» What you should do
Return, word for word, the lines of the listing below from the one with "filename src/ops/matching.rs" through the one with "use crate::pattern::Pattern;", and no other lines.

» Task material

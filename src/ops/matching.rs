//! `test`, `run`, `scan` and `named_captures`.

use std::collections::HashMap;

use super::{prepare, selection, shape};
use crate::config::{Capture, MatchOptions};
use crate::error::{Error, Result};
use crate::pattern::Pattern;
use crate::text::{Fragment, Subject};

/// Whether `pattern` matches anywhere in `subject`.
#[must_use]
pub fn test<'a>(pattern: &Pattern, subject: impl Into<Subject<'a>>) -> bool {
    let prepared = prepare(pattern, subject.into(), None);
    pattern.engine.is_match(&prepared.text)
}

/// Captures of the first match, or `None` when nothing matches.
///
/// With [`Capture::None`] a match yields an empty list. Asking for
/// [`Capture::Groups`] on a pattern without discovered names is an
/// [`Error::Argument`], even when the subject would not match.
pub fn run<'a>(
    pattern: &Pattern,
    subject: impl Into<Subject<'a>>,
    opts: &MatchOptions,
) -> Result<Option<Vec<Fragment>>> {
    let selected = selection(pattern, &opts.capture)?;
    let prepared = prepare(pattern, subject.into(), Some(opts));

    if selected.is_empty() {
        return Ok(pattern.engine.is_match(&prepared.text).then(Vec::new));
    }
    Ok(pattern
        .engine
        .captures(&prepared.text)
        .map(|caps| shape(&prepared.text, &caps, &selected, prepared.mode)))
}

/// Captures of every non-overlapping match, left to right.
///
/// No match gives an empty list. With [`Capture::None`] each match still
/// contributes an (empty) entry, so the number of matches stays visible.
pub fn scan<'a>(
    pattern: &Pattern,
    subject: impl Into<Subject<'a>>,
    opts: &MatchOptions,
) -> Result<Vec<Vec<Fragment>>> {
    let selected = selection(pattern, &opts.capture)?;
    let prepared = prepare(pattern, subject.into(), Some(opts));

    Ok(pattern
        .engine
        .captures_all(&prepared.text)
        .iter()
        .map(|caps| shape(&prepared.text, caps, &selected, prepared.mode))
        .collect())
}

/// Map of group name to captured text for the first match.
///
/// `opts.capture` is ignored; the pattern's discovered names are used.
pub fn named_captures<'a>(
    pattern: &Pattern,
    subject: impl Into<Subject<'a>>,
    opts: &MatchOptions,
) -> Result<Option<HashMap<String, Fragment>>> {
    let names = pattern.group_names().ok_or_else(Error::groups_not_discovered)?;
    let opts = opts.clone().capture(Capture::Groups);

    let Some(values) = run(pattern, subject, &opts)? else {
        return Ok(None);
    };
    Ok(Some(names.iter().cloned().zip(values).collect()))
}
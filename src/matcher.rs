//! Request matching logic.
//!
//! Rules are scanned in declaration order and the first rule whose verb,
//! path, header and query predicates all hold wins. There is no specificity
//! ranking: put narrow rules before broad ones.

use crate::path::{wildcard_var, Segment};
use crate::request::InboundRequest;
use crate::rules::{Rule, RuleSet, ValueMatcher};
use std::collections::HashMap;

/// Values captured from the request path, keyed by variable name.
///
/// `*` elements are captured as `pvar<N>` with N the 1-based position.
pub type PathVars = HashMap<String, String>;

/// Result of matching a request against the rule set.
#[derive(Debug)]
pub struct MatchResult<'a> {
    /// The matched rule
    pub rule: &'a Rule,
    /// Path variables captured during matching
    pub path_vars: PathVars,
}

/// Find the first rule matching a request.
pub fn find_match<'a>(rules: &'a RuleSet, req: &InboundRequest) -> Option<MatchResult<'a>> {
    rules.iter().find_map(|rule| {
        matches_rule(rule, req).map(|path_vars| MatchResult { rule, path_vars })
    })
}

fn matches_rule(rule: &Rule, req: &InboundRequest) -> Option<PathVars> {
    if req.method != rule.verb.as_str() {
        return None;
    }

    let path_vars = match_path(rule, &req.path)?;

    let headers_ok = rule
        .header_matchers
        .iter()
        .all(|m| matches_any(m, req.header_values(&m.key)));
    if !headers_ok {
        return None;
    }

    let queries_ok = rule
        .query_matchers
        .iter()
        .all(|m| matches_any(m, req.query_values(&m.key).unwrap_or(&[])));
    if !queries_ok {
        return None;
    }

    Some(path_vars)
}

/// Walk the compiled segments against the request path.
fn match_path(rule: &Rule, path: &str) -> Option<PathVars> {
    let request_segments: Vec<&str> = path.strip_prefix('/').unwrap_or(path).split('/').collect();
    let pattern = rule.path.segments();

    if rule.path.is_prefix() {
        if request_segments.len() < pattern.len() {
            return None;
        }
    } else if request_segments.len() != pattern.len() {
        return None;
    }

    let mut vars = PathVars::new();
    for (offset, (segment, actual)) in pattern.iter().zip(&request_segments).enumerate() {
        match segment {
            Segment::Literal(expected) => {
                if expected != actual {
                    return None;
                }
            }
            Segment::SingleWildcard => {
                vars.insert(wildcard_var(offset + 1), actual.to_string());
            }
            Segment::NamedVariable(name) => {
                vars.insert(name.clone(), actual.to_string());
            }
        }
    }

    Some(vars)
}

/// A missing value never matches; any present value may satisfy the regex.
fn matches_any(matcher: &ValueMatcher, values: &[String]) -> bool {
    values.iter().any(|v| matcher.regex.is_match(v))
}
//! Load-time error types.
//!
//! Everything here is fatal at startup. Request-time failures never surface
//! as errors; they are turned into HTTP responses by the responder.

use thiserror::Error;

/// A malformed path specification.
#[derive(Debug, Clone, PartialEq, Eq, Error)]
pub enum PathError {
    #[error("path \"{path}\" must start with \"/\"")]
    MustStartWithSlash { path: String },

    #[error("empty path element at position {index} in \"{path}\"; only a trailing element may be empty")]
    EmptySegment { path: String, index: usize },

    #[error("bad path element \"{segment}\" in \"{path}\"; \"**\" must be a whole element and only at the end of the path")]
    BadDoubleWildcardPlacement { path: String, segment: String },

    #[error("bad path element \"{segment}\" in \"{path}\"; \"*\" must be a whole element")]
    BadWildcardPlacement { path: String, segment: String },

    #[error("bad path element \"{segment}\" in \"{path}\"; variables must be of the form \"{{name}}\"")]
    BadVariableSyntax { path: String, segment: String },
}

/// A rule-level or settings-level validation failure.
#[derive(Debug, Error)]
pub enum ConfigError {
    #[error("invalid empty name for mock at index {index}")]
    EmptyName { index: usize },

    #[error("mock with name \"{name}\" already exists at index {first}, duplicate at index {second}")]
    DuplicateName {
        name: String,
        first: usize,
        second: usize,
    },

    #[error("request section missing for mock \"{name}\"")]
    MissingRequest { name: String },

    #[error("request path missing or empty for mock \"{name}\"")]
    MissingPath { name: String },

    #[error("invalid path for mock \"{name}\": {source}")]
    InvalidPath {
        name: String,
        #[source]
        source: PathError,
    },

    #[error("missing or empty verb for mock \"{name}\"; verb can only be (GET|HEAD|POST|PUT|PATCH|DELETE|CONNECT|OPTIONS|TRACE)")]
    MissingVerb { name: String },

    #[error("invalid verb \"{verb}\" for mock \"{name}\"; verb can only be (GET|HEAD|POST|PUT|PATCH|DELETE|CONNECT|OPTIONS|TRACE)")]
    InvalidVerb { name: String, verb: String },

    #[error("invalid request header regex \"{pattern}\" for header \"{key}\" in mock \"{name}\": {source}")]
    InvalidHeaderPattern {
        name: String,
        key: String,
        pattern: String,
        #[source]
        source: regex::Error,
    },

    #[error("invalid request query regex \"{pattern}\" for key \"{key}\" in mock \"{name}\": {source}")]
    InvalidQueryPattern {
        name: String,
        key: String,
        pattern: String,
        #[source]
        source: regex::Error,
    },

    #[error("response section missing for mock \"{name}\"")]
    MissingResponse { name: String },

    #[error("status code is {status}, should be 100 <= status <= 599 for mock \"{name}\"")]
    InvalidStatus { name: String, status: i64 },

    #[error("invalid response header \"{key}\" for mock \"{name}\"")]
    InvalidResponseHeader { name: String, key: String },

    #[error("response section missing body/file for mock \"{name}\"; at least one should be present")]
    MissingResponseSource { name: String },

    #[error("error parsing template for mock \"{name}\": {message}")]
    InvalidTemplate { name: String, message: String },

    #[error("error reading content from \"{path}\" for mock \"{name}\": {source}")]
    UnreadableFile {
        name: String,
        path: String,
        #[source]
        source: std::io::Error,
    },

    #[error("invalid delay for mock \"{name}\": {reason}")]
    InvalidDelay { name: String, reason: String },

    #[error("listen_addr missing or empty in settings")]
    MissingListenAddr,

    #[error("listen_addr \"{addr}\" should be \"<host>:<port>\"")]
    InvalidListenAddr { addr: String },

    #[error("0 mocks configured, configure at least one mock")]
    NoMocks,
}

...

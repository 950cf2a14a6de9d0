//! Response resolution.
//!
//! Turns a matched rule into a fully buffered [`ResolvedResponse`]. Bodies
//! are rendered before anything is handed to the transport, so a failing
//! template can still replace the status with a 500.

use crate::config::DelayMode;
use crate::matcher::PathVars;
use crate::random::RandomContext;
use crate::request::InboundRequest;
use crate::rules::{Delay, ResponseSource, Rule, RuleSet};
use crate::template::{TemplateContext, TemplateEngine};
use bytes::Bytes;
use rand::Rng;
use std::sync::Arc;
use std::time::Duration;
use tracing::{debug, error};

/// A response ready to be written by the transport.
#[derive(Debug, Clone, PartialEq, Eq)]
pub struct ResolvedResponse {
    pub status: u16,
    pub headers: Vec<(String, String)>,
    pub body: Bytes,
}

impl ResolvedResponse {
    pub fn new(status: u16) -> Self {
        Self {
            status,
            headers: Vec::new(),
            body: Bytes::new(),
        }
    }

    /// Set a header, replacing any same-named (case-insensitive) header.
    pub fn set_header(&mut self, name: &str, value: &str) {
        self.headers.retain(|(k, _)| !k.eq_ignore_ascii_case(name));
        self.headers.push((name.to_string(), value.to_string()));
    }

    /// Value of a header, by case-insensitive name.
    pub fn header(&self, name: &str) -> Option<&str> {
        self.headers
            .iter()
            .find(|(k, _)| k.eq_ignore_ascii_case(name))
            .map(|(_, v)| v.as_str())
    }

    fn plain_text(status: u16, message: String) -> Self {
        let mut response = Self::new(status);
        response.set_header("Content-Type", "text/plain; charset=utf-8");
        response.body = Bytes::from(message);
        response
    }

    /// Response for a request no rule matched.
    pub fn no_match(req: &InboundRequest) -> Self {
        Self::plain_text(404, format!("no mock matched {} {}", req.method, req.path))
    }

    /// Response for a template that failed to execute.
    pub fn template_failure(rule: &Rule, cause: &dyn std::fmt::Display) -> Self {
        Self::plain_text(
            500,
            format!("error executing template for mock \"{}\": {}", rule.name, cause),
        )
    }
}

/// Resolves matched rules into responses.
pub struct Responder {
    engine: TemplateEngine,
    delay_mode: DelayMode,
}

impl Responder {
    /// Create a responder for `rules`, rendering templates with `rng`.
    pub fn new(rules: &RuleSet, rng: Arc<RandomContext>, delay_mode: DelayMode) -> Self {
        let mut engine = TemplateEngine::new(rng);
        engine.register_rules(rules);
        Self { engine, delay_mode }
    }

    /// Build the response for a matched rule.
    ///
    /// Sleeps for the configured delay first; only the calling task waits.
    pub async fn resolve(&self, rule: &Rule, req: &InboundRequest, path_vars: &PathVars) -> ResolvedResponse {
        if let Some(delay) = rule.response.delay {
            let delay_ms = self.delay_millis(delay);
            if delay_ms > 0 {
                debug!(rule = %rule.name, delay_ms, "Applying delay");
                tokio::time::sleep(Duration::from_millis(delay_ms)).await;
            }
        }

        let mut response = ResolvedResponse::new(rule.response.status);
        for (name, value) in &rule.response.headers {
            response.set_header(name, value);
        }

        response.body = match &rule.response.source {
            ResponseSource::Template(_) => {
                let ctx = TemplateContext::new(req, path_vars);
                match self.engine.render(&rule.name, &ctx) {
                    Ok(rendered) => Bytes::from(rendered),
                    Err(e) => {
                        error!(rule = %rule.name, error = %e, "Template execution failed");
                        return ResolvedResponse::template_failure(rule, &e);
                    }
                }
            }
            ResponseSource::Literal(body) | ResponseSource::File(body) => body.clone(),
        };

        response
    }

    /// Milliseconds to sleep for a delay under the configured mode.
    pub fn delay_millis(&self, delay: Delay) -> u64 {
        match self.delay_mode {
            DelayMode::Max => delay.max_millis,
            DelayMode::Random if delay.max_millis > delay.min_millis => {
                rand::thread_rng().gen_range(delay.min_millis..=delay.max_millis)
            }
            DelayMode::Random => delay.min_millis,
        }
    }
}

» Your solution
filename src/ops/matching.rs
//! `test`, `run`, `scan` and `named_captures`.

use std::collections::HashMap;

use super::{prepare, selection, shape};
use crate::config::{Capture, MatchOptions};
use crate::error::{Error, Result};
use crate::pattern::Pattern;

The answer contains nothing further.